GOAL OF THE EXERCISE: Each line below that contains the word "const" must be copied.

EXTRACTED DATA:

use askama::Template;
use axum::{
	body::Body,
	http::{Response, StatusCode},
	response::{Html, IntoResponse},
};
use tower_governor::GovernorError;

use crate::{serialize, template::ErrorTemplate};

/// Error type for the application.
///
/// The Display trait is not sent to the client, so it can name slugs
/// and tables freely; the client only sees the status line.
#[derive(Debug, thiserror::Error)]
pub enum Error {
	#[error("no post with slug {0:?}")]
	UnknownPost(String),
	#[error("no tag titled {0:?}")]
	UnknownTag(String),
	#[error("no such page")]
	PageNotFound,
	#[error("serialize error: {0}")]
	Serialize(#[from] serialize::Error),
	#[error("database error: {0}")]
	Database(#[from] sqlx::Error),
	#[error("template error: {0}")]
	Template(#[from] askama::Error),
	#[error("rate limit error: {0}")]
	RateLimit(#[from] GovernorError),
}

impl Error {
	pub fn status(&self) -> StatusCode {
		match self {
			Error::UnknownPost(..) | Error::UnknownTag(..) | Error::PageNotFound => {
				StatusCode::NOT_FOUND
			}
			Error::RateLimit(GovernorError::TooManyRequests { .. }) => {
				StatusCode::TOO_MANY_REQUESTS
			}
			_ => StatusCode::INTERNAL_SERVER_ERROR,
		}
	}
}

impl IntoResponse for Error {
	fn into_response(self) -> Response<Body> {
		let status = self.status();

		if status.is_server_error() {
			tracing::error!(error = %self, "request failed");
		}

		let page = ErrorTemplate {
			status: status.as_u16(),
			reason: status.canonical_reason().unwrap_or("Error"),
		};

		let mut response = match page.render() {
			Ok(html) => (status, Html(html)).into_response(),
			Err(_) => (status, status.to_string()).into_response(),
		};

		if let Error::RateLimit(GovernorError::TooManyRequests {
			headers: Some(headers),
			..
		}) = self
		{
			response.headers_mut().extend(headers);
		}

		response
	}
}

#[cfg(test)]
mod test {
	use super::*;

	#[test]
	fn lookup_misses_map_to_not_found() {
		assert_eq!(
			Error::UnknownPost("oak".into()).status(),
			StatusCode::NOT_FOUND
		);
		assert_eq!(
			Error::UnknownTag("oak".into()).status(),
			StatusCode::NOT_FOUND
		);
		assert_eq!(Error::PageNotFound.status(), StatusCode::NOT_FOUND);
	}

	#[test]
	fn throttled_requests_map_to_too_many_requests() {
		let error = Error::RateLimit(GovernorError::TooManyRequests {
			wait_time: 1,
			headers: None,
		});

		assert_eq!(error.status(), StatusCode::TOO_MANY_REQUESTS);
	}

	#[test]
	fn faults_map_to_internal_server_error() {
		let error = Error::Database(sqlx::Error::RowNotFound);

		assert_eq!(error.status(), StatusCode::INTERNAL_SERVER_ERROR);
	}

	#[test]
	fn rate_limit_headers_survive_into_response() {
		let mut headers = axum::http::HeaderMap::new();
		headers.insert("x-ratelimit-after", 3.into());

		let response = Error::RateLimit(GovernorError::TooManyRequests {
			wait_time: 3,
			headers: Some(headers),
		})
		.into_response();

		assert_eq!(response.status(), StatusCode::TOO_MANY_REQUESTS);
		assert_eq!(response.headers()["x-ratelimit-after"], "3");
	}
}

---

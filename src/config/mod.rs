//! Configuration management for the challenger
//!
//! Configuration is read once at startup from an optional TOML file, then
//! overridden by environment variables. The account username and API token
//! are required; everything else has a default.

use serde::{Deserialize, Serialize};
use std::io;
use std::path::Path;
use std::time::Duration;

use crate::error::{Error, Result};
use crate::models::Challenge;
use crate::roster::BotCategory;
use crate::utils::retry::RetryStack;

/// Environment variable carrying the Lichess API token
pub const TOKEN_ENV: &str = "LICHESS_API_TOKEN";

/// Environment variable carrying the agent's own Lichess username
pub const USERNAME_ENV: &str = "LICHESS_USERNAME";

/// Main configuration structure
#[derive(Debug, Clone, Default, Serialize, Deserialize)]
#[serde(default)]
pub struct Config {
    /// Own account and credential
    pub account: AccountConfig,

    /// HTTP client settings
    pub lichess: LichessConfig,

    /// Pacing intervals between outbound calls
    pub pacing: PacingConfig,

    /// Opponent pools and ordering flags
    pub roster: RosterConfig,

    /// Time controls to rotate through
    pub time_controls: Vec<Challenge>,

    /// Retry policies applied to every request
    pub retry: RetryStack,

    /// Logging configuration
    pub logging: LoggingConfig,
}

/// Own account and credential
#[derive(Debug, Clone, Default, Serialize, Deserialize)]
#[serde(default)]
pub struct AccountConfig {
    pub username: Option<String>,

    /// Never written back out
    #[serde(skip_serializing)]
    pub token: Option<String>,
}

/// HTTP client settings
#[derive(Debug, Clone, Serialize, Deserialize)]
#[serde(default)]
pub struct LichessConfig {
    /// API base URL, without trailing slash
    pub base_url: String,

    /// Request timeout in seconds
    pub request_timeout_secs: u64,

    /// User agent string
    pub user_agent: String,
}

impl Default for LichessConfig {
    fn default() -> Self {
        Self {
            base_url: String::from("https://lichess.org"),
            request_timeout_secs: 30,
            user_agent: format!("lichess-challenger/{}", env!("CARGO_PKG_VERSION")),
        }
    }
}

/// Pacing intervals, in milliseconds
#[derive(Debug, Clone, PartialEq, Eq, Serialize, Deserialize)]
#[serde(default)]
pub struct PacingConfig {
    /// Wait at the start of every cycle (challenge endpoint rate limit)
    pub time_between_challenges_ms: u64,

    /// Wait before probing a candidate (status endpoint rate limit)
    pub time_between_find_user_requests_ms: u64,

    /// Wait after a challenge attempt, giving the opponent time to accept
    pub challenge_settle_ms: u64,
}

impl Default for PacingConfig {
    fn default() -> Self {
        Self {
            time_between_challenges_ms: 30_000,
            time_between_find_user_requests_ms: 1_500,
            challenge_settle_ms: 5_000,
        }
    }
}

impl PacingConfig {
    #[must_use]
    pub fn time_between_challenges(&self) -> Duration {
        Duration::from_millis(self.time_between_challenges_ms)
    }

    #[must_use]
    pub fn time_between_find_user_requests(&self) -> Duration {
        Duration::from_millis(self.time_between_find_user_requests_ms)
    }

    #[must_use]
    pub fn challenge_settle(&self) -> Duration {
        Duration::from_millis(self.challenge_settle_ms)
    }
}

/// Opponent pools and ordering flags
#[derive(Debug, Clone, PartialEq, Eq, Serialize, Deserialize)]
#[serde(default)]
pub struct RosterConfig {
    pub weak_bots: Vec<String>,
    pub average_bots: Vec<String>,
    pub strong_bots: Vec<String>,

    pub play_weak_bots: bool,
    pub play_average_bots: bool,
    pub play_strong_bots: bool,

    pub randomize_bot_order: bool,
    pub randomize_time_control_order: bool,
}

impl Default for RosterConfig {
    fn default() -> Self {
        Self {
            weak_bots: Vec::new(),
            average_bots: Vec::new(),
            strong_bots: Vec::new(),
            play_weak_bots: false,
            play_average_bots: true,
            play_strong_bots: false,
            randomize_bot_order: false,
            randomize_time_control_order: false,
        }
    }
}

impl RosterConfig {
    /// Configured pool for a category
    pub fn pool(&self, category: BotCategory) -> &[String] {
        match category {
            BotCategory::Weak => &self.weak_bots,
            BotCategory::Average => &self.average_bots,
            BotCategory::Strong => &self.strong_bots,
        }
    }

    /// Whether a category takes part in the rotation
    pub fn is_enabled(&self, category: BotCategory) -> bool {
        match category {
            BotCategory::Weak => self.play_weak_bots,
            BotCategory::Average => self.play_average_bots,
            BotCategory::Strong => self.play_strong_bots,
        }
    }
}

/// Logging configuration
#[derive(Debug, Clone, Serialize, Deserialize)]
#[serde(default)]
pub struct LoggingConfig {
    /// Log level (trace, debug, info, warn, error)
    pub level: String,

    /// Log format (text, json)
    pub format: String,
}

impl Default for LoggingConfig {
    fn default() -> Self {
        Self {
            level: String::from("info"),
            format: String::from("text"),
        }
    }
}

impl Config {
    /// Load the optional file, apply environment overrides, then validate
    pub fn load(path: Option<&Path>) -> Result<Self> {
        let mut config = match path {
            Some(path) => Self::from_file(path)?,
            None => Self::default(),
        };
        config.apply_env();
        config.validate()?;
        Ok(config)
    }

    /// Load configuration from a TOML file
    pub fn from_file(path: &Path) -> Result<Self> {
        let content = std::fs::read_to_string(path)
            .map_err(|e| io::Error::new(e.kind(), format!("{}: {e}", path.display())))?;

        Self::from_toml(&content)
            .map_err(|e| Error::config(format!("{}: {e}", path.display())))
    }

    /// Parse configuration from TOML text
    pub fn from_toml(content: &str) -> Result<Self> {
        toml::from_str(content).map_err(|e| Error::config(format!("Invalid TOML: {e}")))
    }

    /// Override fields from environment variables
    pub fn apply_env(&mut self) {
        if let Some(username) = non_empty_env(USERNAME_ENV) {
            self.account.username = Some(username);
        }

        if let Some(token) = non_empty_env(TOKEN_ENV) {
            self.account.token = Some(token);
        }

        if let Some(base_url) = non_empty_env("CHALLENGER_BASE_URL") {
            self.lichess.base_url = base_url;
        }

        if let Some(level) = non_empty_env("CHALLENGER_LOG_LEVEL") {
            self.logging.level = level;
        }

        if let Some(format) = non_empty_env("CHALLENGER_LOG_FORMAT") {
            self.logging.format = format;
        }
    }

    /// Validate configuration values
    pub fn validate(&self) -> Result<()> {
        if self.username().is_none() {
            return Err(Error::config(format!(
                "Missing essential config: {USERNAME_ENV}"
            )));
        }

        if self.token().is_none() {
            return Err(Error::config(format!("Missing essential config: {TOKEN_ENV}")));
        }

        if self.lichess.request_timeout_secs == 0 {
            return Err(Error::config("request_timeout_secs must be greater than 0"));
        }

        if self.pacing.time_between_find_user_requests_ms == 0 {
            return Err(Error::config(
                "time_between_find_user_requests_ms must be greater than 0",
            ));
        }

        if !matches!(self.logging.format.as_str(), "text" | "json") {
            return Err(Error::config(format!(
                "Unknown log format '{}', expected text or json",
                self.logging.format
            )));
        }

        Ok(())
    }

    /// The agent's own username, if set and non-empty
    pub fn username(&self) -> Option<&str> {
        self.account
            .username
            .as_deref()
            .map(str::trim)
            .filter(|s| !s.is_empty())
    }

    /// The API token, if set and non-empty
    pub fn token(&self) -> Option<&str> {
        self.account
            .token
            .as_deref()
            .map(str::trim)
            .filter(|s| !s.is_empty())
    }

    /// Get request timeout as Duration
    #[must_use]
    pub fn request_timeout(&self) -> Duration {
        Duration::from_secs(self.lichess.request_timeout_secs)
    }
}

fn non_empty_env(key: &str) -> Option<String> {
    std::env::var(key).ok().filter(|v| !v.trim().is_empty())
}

* * *

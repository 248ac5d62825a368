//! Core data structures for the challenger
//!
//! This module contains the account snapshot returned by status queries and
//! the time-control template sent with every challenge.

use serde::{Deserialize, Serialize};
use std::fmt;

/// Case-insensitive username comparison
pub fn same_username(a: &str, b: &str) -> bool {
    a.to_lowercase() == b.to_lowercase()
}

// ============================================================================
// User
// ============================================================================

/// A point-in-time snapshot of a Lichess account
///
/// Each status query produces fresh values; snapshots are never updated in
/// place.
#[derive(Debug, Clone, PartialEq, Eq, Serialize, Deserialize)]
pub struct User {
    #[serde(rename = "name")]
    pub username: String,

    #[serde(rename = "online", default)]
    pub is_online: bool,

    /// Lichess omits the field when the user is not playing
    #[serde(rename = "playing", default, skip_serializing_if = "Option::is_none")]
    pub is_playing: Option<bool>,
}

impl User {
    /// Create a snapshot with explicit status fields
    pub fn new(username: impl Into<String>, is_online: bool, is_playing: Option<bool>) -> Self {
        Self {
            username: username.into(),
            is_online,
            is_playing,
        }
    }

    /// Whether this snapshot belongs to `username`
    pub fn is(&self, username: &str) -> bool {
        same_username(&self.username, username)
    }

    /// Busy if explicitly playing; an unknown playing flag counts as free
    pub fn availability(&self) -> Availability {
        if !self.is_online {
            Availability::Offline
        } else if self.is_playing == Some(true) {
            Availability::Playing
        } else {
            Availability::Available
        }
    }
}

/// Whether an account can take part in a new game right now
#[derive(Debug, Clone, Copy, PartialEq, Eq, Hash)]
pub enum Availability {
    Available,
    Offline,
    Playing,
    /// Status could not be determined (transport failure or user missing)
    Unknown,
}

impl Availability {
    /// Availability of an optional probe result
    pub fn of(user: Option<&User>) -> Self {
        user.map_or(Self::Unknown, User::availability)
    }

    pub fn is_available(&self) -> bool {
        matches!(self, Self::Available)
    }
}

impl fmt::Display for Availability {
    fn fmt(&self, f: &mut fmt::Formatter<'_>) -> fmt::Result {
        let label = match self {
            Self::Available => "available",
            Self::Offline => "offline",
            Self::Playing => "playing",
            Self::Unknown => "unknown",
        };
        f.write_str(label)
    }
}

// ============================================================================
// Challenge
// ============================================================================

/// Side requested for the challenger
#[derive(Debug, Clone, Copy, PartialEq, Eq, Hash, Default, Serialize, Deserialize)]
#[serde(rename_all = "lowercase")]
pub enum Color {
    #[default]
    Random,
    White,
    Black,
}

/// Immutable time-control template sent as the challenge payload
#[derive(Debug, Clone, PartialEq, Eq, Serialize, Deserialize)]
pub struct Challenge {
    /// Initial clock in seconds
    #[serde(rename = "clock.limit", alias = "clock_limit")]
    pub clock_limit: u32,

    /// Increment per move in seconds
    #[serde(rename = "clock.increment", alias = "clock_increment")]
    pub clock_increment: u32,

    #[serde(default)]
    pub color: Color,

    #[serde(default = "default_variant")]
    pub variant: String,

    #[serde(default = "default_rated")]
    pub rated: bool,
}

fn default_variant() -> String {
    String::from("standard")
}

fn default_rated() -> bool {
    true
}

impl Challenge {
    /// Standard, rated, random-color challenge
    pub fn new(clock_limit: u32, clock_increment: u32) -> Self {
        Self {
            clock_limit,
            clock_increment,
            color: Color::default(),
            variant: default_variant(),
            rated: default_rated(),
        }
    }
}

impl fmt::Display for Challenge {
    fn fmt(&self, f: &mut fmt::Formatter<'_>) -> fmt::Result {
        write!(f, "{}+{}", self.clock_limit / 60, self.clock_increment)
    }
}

EXERCISE ANSWER:
pub const TOKEN_ENV: &str = "LICHESS_API_TOKEN";
pub const USERNAME_ENV: &str = "LICHESS_USERNAME";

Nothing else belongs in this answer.